𝙇𝙡𝙖𝙢𝙖

 


—¿Quién eres? —la escucho preguntar como si fuera la primera vez. Resulta conmovedora su insistencia, a pesar de que sabe lo improbable que es recibir una respuesta consistente de mi parte.

La luz de la cerilla me ha tomado por sorpresa y debo admitir que me estremeció su llamado. Jamás creí que se las arreglaría para tenerlas en este encierro donde todo está prohibido. 

 

—Soy yo. Soy todo y nada a la vez, pero eso ya lo sabes —contesto con el tono enigmático de todas las veces que ha hecho la misma pregunta. 

—Entonces dime, ¿dónde acaba la nada y comienza el todo? 

—Prendiste la cerilla y soy. Soy porque me has llamado. Soy ahora para ti. Ahí comienza y acaba todo. 

 No se nos prohíbe bromear, aunque la mayoría no usa su posición para jugar con ellos. Cuando solemos ser llamados acudimos en socorro. Con ella es diferente.
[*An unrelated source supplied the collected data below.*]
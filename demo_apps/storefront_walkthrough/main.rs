//! Storefront Walkthrough
//!
//! Simulates one visit to a storefront page without a window or GPU:
//!
//! 1. the page mounts with a hero model and three product models;
//! 2. models finish loading out of order while the preloader holds the page;
//! 3. the hero intro plays once readiness settles;
//! 4. the visitor scrolls down through the product sections.
//!
//! Run with `RUST_LOG=debug` to follow every transition.

use std::time::Duration;

use glam::Vec3;
use vitrine::animation::{AnimationTarget, AnimatorConfig, TransformRange};
use vitrine::{AssetId, AssetManifest, Region, SceneNode, Stage, StageConfig};

const FRAME: Duration = Duration::from_micros(16_667);
const SECTION_HEIGHT: f32 = 900.0;
const PRODUCTS: [&str; 3] = ["armchair", "floor-lamp", "side-table"];

/// Placeholder for a decoded glTF scene.
struct LoadedModel {
    name: String,
}

fn product_animator(index: usize) -> AnimatorConfig {
    let side = if index % 2 == 0 { 1.0 } else { -1.0 };
    AnimatorConfig {
        transform: TransformRange {
            start: AnimationTarget {
                position: Vec3::new(side * 3.0, -1.0, 0.0),
                rotation: Vec3::new(0.0, -0.6 * side, 0.0),
                scale: Vec3::splat(0.8),
            },
            end: AnimationTarget {
                position: Vec3::new(0.0, 0.5, 0.0),
                rotation: Vec3::new(0.0, 0.6 * side, 0.0),
                scale: Vec3::ONE,
            },
        },
        ..AnimatorConfig::default()
    }
}

fn run_for(stage: &Stage, seconds: f32) {
    let frames = (seconds / FRAME.as_secs_f32()).ceil() as usize;
    for _ in 0..frames {
        stage.advance(FRAME);
    }
}

fn report(stage: &Stage, scenes: &[SceneNode]) {
    let preloader = stage.preloader();
    log::info!(
        "t={:.2}s preloader={:?} {}/{} locked={} opacity={:.2}",
        stage.clock().elapsed(),
        preloader.phase(),
        preloader.progress().loaded,
        preloader.progress().total,
        stage.is_scroll_locked(),
        preloader.indicator_opacity(),
    );
    for scene in scenes {
        let transform = scene.transform();
        let transform = transform.read();
        log::info!(
            "  {:<18} progress={:.2} in_view={:<5} mode={:?} pos=({:.2}, {:.2}, {:.2}) frames={}",
            scene.asset().as_str(),
            scene.scroll_progress().progress,
            scene.scroll_progress().in_view,
            scene.render_mode(),
            transform.position.x,
            transform.position.y,
            transform.position.z,
            scene.frames_rendered(),
        );
    }
}

fn main() -> anyhow::Result<()> {
    env_logger::Builder::from_env(env_logger::Env::default().default_filter_or("info")).init();

    let config = StageConfig::default();
    let stage = Stage::mount(config, AssetManifest::for_catalog(PRODUCTS))?;

    let mut scenes = vec![stage.mount_scene(stage.describe_hero(Region::new(0.0, SECTION_HEIGHT)))?];
    for (index, product) in PRODUCTS.iter().enumerate() {
        let region = Region::new((index + 1) as f32 * SECTION_HEIGHT, SECTION_HEIGHT);
        let descriptor = stage
            .describe_scene(AssetId::for_product(product), region)
            .with_animator(product_animator(index));
        scenes.push(stage.mount_scene(descriptor)?);
    }

    // Placeholder geometry first, then the real models in a scrambled order.
    for scene in &scenes {
        scene.on_resource::<LoadedModel>(None);
    }
    for index in [2, 0, 3, 1] {
        run_for(&stage, 0.3);
        let model = LoadedModel {
            name: scenes[index].asset().to_string(),
        };
        log::info!("Model `{}` decoded", model.name);
        scenes[index].on_resource(Some(&model));
        // A re-decode hands over a new resource; it must not report again.
        scenes[index].on_resource(Some(&model));
        report(&stage, &scenes);
    }

    // Scroll attempts during the intro are swallowed.
    if !stage.scroll_to(400.0) {
        log::info!("Scroll ignored while the page is locked");
    }

    run_for(&stage, 2.5);
    report(&stage, &scenes);

    for step in 1..=12 {
        let y = step as f32 * SECTION_HEIGHT / 4.0;
        stage.scroll_to(y);
        run_for(&stage, 0.5);
        if step % 4 == 0 {
            report(&stage, &scenes);
        }
    }

    let hero = &scenes[0];
    log::info!(
        "Hero entrance {:?}, overlay {:?}, camera {:?}",
        hero.entrance_phase(),
        hero.overlay(),
        hero.camera_position()
    );

    // Leaving the page.
    drop(scenes);
    log::info!(
        "Unmounted; {} frame callbacks left on the clock",
        stage.clock().callback_count()
    );
    Ok(())
}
Ha sido diferente desde siempre. 

—¿Dónde has estado todo este tiempo en que no tuve cerillas para prender? —pregunta y advierto un rastro de enojo en su voz. 

—He estado aquí y allá. Estoy en todos lados, eso también lo he dicho antes.

 

No se deja amedrentar por mis palabras evasivas, aunque llenas de un sentido, oculto todavía, porque no ha sido capaz de revelarlo. Siempre acabo arrepintiéndome de mis esquivos, pero no tengo permitido hablar. 

 

La luz de una cerilla nos ha mantenido conectados. ¿Por cuánto tiempo? No podría asegurar, soy algunas veces atemporal. Existo de la misma manera en que lo hacen las montañas y los astros. 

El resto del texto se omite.